For all experiments, please activate the conda environment created in Installation.

conda activate hyirl

choose 1 2 or 3 below to get demonstration data

1.Downloading Original Data

We provide the original datasets used for the mujoco locomotion environments in the paper. These can be acquired by running

python experts/download_datasets.py

which will download the corresponding datasets for all of Ant-v3, Hopper-v3, Humanoid-v3, and Walker2d-v3.

Since antmaze demonstrations are downloaded directly from D4RL, there is no need to train an expert beforehand. Please directly run collect_demos.py, which will download the dataset, run some additional processing, and save all relevant keys to the .npz file.

2.Collecting Demonstration Data

To train your own experts, please run the following script

python experts/train.py --env <env_name>

An expert will be trained for the desired environment, and a checkpoint will be saved in experts/<env_name>. Then, to use this checkpoint to collect new trajectories, please run the following

python experts/collect_demos.py --env <env_name>

Demonstrations will be saved as an .npz file containing the following entries: observations, actions, next_observations, rewards, terminals, timeouts, seed, qpos, and qvel.

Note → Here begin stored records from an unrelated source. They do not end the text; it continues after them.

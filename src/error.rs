//! # Error Types
//!
//! All fallible operations in the transposer return [`TransposeError`].
//!
//! ## Error Types
//! - `NotAChord` - a token handed to the chord parser does not match the grammar
//! - `NoChordsFound` - the text has no recognizable chord to transpose or guess a key from
//! - `InvalidSourceKey` / `InvalidTargetKey` - a key name resolves to no key signature
//! - `UnmappableChord` - a chord's root or bass has no entry in the transposition map
//! - `InvalidOptions` / `InvalidDelimiter` / `Config` - bad caller configuration
//!
//! ## Usage
//! ```rust
//! use transposer::{transpose_to_key, TransposeError, TransposeOptions};
//!
//! match transpose_to_key("hello world", "C", "D", &TransposeOptions::default()) {
//!     Ok(text) => println!("{}", text),
//!     Err(TransposeError::NoChordsFound) => eprintln!("nothing to transpose"),
//!     Err(e) => eprintln!("Error: {}", e),
//! }
//! ```

use thiserror::Error;

/// Result type alias for transposer operations
pub type Result<T> = std::result::Result<T, TransposeError>;

#[derive(Error, Debug)]
pub enum TransposeError {
    /// A token presented for parsing is not a chord symbol.
    ///
    /// # Example
    /// ```
    /// # use transposer::TransposeError;
    /// let err = TransposeError::NotAChord("hello".to_string());
    /// assert_eq!(err.to_string(), "'hello' is not a valid chord");
    /// ```
    #[error("'{0}' is not a valid chord")]
    NotAChord(String),

    /// The input text contains no chord line.
    #[error("text has no chords")]
    NoChordsFound,

    #[error("'{0}' is not a valid source key")]
    InvalidSourceKey(String),

    /// A target key is mandatory; it is never guessed.
    #[error("'{0}' is not a valid target key")]
    InvalidTargetKey(String),

    /// A chord whose root or bass spelling is missing from the map.
    #[error("chord '{0}' cannot be mapped")]
    UnmappableChord(String),

    #[error("Invalid options: {0}")]
    InvalidOptions(String),

    #[error("Invalid delimiter pattern: {0}")]
    InvalidDelimiter(#[from] regex::Error),

    /// An options file could not be read.
    #[error("Configuration error: {0}")]
    Config(String),

    #[error("YAML parse error: {0}")]
    Yaml(#[from] serde_yaml::Error),
}
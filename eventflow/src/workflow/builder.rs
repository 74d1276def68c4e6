//! Workflow builder with validation.

use super::{StepSpec, Workflow, WorkflowService};
use crate::config::WorkflowConfig;
use crate::errors::WorkflowValidationError;
use crate::events::Event;
use crate::observability::{NoOpEventSink, RunEventSink};
use std::collections::HashSet;
use std::sync::Arc;
use std::time::Duration;

/// Builder for creating workflows.
pub struct WorkflowBuilder<E: Event> {
    name: String,
    steps: Vec<StepSpec<E>>,
    config: WorkflowConfig,
    services: Vec<(String, Arc<dyn WorkflowService>)>,
    sink: Arc<dyn RunEventSink>,
}

impl<E: Event> std::fmt::Debug for WorkflowBuilder<E> {
    fn fmt(&self, f: &mut std::fmt::Formatter<'_>) -> std::fmt::Result {
        f.debug_struct("WorkflowBuilder")
            .field("name", &self.name)
            .field("steps", &self.steps.len())
            .field("config", &self.config)
            .finish_non_exhaustive()
    }
}

impl<E: Event> WorkflowBuilder<E> {
    /// Creates a new builder.
    #[must_use]
    pub fn new(name: impl Into<String>) -> Self {
        Self {
            name: name.into(),
            steps: Vec::new(),
            config: WorkflowConfig::default(),
            services: Vec::new(),
            sink: Arc::new(NoOpEventSink),
        }
    }

    /// Adds a step.
    #[must_use]
    pub fn step(mut self, spec: StepSpec<E>) -> Self {
        self.steps.push(spec);
        self
    }

    /// Replaces the configuration.
    #[must_use]
    pub fn with_config(mut self, config: WorkflowConfig) -> Self {
        self.config = config;
        self
    }

    /// Sets the run timeout; `None` lets runs take as long as they need.
    #[must_use]
    pub fn with_timeout(mut self, timeout: Option<Duration>) -> Self {
        self.config = self.config.with_timeout(timeout);
        self
    }

    /// Enables or disables verbose step logging.
    #[must_use]
    pub fn verbose(mut self, verbose: bool) -> Self {
        self.config = self.config.with_verbose(verbose);
        self
    }

    /// Skips validation at the start of each run.
    #[must_use]
    pub fn disable_validation(mut self) -> Self {
        self.config = self.config.with_disable_validation(true);
        self
    }

    /// Sets the sink receiving run lifecycle events.
    #[must_use]
    pub fn with_event_sink(mut self, sink: Arc<dyn RunEventSink>) -> Self {
        self.sink = sink;
        self
    }

    /// Registers a service the steps can call.
    #[must_use]
    pub fn with_service(mut self, name: impl Into<String>, service: Arc<dyn WorkflowService>) -> Self {
        self.services.push((name.into(), service));
        self
    }

    /// Returns the workflow name.
    #[must_use]
    pub fn name(&self) -> &str {
        &self.name
    }

    /// Returns the number of steps.
    #[must_use]
    pub fn step_count(&self) -> usize {
        self.steps.len()
    }

    /// Builds the workflow.
    ///
    /// # Errors
    ///
    /// Returns an error if there are no steps, two steps share a name, or a
    /// step specification is invalid.
    pub fn build(self) -> Result<Workflow<E>, WorkflowValidationError> {
        if self.steps.is_empty() {
            return Err(WorkflowValidationError::new("Workflow has no steps"));
        }

        let mut seen = HashSet::new();
        for spec in &self.steps {
            spec.validate()?;
            if !seen.insert(spec.name.as_str()) {
                return Err(WorkflowValidationError::listing(
                    "Duplicate step names",
                    vec![spec.name.clone()],
                ));
            }
        }

        let workflow = Workflow::from_parts(self.name, self.steps, self.config, self.sink);
        for (name, service) in self.services {
            workflow.add_service(name, service);
        }
        Ok(workflow)
    }
}

#[cfg(test)]
mod tests {
    use super::*;
    use crate::events::EventType;
    use crate::testing::{RecordingStep, TestEvent};

    fn step(name: &str) -> StepSpec<TestEvent> {
        StepSpec::new(Arc::new(RecordingStep::<TestEvent>::new(name)))
            .accepts([EventType::START])
            .produces([EventType::STOP])
    }

    #[test]
    fn test_builder_builds_workflow() {
        let builder = WorkflowBuilder::new("wf")
            .step(step("a"))
            .verbose(true)
            .with_timeout(Some(Duration::from_secs(2)));
        assert_eq!(builder.name(), "wf");
        assert_eq!(builder.step_count(), 1);

        let workflow = builder.build().unwrap();
        assert_eq!(workflow.name(), "wf");
        assert!(workflow.config().verbose);
        assert_eq!(workflow.config().timeout(), Some(Duration::from_secs(2)));
    }

    #[test]
    fn test_builder_rejects_empty_workflow() {
        let err = WorkflowBuilder::<TestEvent>::new("empty").build().unwrap_err();
        assert_eq!(err.to_string(), "Workflow has no steps");
    }

    #[test]
    fn test_builder_rejects_duplicate_names() {
        let err = WorkflowBuilder::new("dup")
            .step(step("a"))
            .step(step("a"))
            .build()
            .unwrap_err();
        assert_eq!(err.to_string(), "Duplicate step names: a");
    }

    #[test]
    fn test_builder_rejects_invalid_step() {
        let idle = StepSpec::new(Arc::new(RecordingStep::<TestEvent>::new("idle")));
        assert!(WorkflowBuilder::new("wf").step(idle).build().is_err());
    }

    #[test]
    fn test_builder_registers_services() {
        let inner = WorkflowBuilder::new("inner").step(step("a")).build().unwrap();
        let outer = WorkflowBuilder::new("outer")
            .step(step("b"))
            .with_service("inner", Arc::new(inner))
            .disable_validation()
            .build()
            .unwrap();

        assert!(outer.services().contains("inner"));
        assert!(outer.config().disable_validation);
    }
}
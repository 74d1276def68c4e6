//! Services: named collaborators a step can call during a run.

use crate::errors::{EventflowError, ServiceNotFoundError};
use crate::events::StartEvent;
use async_trait::async_trait;
use parking_lot::RwLock;
use serde_json::Value;
use std::collections::HashMap;
use std::fmt::Debug;
use std::sync::Arc;

/// A service callable from inside a step.
///
/// Every [`Workflow`](super::Workflow) is a service, so one workflow can run
/// another and use its result.
#[async_trait]
pub trait WorkflowService: Send + Sync + Debug {
    /// Runs the service to completion.
    async fn run_service(&self, start: StartEvent) -> Result<Value, EventflowError>;
}

/// Registry of the services available to a workflow's steps.
#[derive(Debug, Default)]
pub struct ServiceManager {
    services: RwLock<HashMap<String, Arc<dyn WorkflowService>>>,
}

impl ServiceManager {
    /// Creates an empty registry.
    #[must_use]
    pub fn new() -> Self {
        Self::default()
    }

    /// Registers `service` under `name`, replacing any previous one.
    pub fn add(&self, name: impl Into<String>, service: Arc<dyn WorkflowService>) {
        self.services.write().insert(name.into(), service);
    }

    /// Looks up a service.
    ///
    /// # Errors
    ///
    /// Returns [`ServiceNotFoundError`] for an unknown name.
    pub fn get(&self, name: &str) -> Result<Arc<dyn WorkflowService>, ServiceNotFoundError> {
        self.services
            .read()
            .get(name)
            .cloned()
            .ok_or_else(|| ServiceNotFoundError::new(name))
    }

    /// Returns true if `name` is registered.
    #[must_use]
    pub fn contains(&self, name: &str) -> bool {
        self.services.read().contains_key(name)
    }

    /// Returns the registered names.
    #[must_use]
    pub fn names(&self) -> Vec<String> {
        self.services.read().keys().cloned().collect()
    }
}
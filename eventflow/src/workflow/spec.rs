//! Step specifications.

use super::RetryConfig;
use crate::context::Context;
use crate::errors::WorkflowValidationError;
use crate::events::{Event, EventType};
use crate::steps::{FnStep, Step, SyncFnStep};
use std::future::Future;
use std::sync::Arc;

/// Specification for a single step of a workflow.
#[derive(Debug, Clone)]
pub struct StepSpec<E: Event> {
    /// The unique name of the step.
    pub name: String,
    /// The step implementation.
    pub runner: Arc<dyn Step<E>>,
    /// Event types the step is dispatched.
    pub accepted_events: Vec<EventType>,
    /// Event types the step may return.
    pub produced_events: Vec<EventType>,
    /// Whether the step may legitimately return nothing.
    pub optional_output: bool,
    /// Number of concurrent invocations sharing the step's queue.
    pub num_workers: usize,
    /// Names of the services the step calls.
    pub required_services: Vec<String>,
    /// Retry policy for failing invocations.
    pub retry: Option<RetryConfig>,
}

impl<E: Event> StepSpec<E> {
    /// Creates a specification named after `runner`.
    #[must_use]
    pub fn new(runner: Arc<dyn Step<E>>) -> Self {
        Self {
            name: runner.name().to_string(),
            runner,
            accepted_events: Vec::new(),
            produced_events: Vec::new(),
            optional_output: false,
            num_workers: 1,
            required_services: Vec::new(),
            retry: None,
        }
    }

    /// Creates a specification from an async closure.
    #[must_use]
    pub fn from_fn<F, Fut>(name: impl Into<String>, func: F) -> Self
    where
        F: Fn(Context<E>, E) -> Fut + Send + Sync + 'static,
        Fut: Future<Output = anyhow::Result<Option<E>>> + Send + 'static,
    {
        Self::new(Arc::new(FnStep::new(name, func)))
    }

    /// Creates a specification from a synchronous closure.
    #[must_use]
    pub fn from_sync_fn<F>(name: impl Into<String>, func: F) -> Self
    where
        F: Fn(&Context<E>, E) -> anyhow::Result<Option<E>> + Send + Sync + 'static,
    {
        Self::new(Arc::new(SyncFnStep::new(name, func)))
    }

    /// Adds accepted event types.
    #[must_use]
    pub fn accepts(mut self, types: impl IntoIterator<Item = EventType>) -> Self {
        self.accepted_events.extend(types);
        self
    }

    /// Adds produced event types.
    #[must_use]
    pub fn produces(mut self, types: impl IntoIterator<Item = EventType>) -> Self {
        self.produced_events.extend(types);
        self
    }

    /// Marks the output as optional.
    #[must_use]
    pub fn optional_output(mut self) -> Self {
        self.optional_output = true;
        self
    }

    /// Sets the number of workers.
    #[must_use]
    pub fn with_num_workers(mut self, workers: usize) -> Self {
        self.num_workers = workers;
        self
    }

    /// Declares a service the step calls.
    #[must_use]
    pub fn requires_service(mut self, name: impl Into<String>) -> Self {
        self.required_services.push(name.into());
        self
    }

    /// Sets the retry policy.
    #[must_use]
    pub fn with_retry(mut self, retry: RetryConfig) -> Self {
        self.retry = Some(retry);
        self
    }

    /// Returns true if the step is dispatched events of `event_type`.
    #[must_use]
    pub fn accepts_type(&self, event_type: EventType) -> bool {
        self.accepted_events.contains(&event_type)
    }

    /// Validates the specification on its own.
    ///
    /// # Errors
    ///
    /// Returns an error for an empty name, no accepted events, or zero workers.
    pub fn validate(&self) -> Result<(), WorkflowValidationError> {
        if self.name.trim().is_empty() {
            return Err(WorkflowValidationError::new("Step name cannot be empty"));
        }
        if self.accepted_events.is_empty() {
            return Err(WorkflowValidationError::new(format!(
                "Step '{}' does not accept any event",
                self.name
            )));
        }
        if self.num_workers == 0 {
            return Err(WorkflowValidationError::new(format!(
                "Step '{}' needs at least one worker",
                self.name
            )));
        }
        Ok(())
    }
}
//! Workflow events.
//!
//! A workflow's events form a closed enum defined by the application. The
//! enum implements [`Event`], reporting an [`EventType`] per variant so the
//! engine can route events and the collector can bucket them without any
//! runtime type inspection.

mod start_stop;

pub use start_stop::{StartEvent, StopEvent};

use serde::{Serialize, Serializer};
use std::fmt;

/// Identifier of an event kind.
///
/// Identifiers are compile-time constants:
///
/// ```
/// use eventflow::events::EventType;
///
/// const ONE: EventType = EventType::new("OneEvent");
/// assert_eq!(ONE.name(), "OneEvent");
/// ```
#[derive(Debug, Clone, Copy, PartialEq, Eq, Hash, PartialOrd, Ord)]
pub struct EventType(&'static str);

impl EventType {
    /// The synthetic event every run starts from.
    pub const START: Self = Self("StartEvent");
    /// The terminal event whose payload is the run result.
    pub const STOP: Self = Self("StopEvent");

    /// Creates an event type identifier.
    #[must_use]
    pub const fn new(name: &'static str) -> Self {
        Self(name)
    }

    /// Returns the identifier's name.
    #[must_use]
    pub const fn name(self) -> &'static str {
        self.0
    }
}

impl fmt::Display for EventType {
    fn fmt(&self, f: &mut fmt::Formatter<'_>) -> fmt::Result {
        f.write_str(self.0)
    }
}

impl Serialize for EventType {
    fn serialize<S: Serializer>(&self, serializer: S) -> Result<S::Ok, S::Error> {
        serializer.serialize_str(self.0)
    }
}

/// Trait implemented by a workflow's event enum.
///
/// The start variant must report [`EventType::START`] and the stop variant
/// [`EventType::STOP`].
pub trait Event: Clone + fmt::Debug + Send + Sync + 'static {
    /// Returns the kind of this event.
    fn event_type(&self) -> EventType;

    /// Wraps the run input into the start variant.
    fn from_start(start: StartEvent) -> Self;

    /// Unwraps the stop variant, handing any other event back.
    fn into_stop(self) -> Result<StopEvent, Self>;

    /// Returns true for the terminal variant.
    fn is_stop(&self) -> bool {
        self.event_type() == EventType::STOP
    }
}

#[cfg(test)]
mod tests {
    use super::*;
    use crate::testing::TestEvent;
    use pretty_assertions::assert_eq;

    #[test]
    fn test_event_type_identity() {
        const A: EventType = EventType::new("A");
        assert_eq!(A, EventType::new("A"));
        assert_ne!(A, EventType::new("B"));
        assert_eq!(A.to_string(), "A");
    }

    #[test]
    fn test_event_type_ordering_is_by_name() {
        let mut types = vec![EventType::new("b"), EventType::new("a")];
        types.sort();
        assert_eq!(types, vec![EventType::new("a"), EventType::new("b")]);
    }

    #[test]
    fn test_event_type_serializes_as_name() {
        let json = serde_json::to_value(EventType::STOP).unwrap();
        assert_eq!(json, serde_json::json!("StopEvent"));
    }

    #[test]
    fn test_start_and_stop_round_trip_through_enum() {
        let start = TestEvent::from_start(StartEvent::new().with("number", 3));
        assert_eq!(start.event_type(), EventType::START);
        assert!(!start.is_stop());

        let stop = TestEvent::Stop(StopEvent::new(42));
        assert!(stop.is_stop());
        assert_eq!(stop.into_stop().unwrap().result, serde_json::json!(42));

        let other = TestEvent::Last;
        assert!(matches!(other.into_stop(), Err(TestEvent::Last)));
    }
}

To extend to more experiments, simply add the new environment to the list of arguments allowed in experts/train.py, then run the two scripts above. Policy optimizers for the expert can also be switched out easily, provided the same is done in experts/collect_demos.py when loading the checkpoint.

3. Converting Your Own Demonstration Data

If you already have your own demonstration dataset (e.g., collected from a different framework or custom environment), you can convert it into the required .npz format using our conversion script:

python tests/utils/convert_demos.py --input <your_demo_file> --output <converted_demo_file>

The input file should contain your demonstration data in a structured format (e.g., pickle, JSON, or numpy).
The conversion script will process the data and output an .npz file compatible with the training and evaluation pipelines in this repository.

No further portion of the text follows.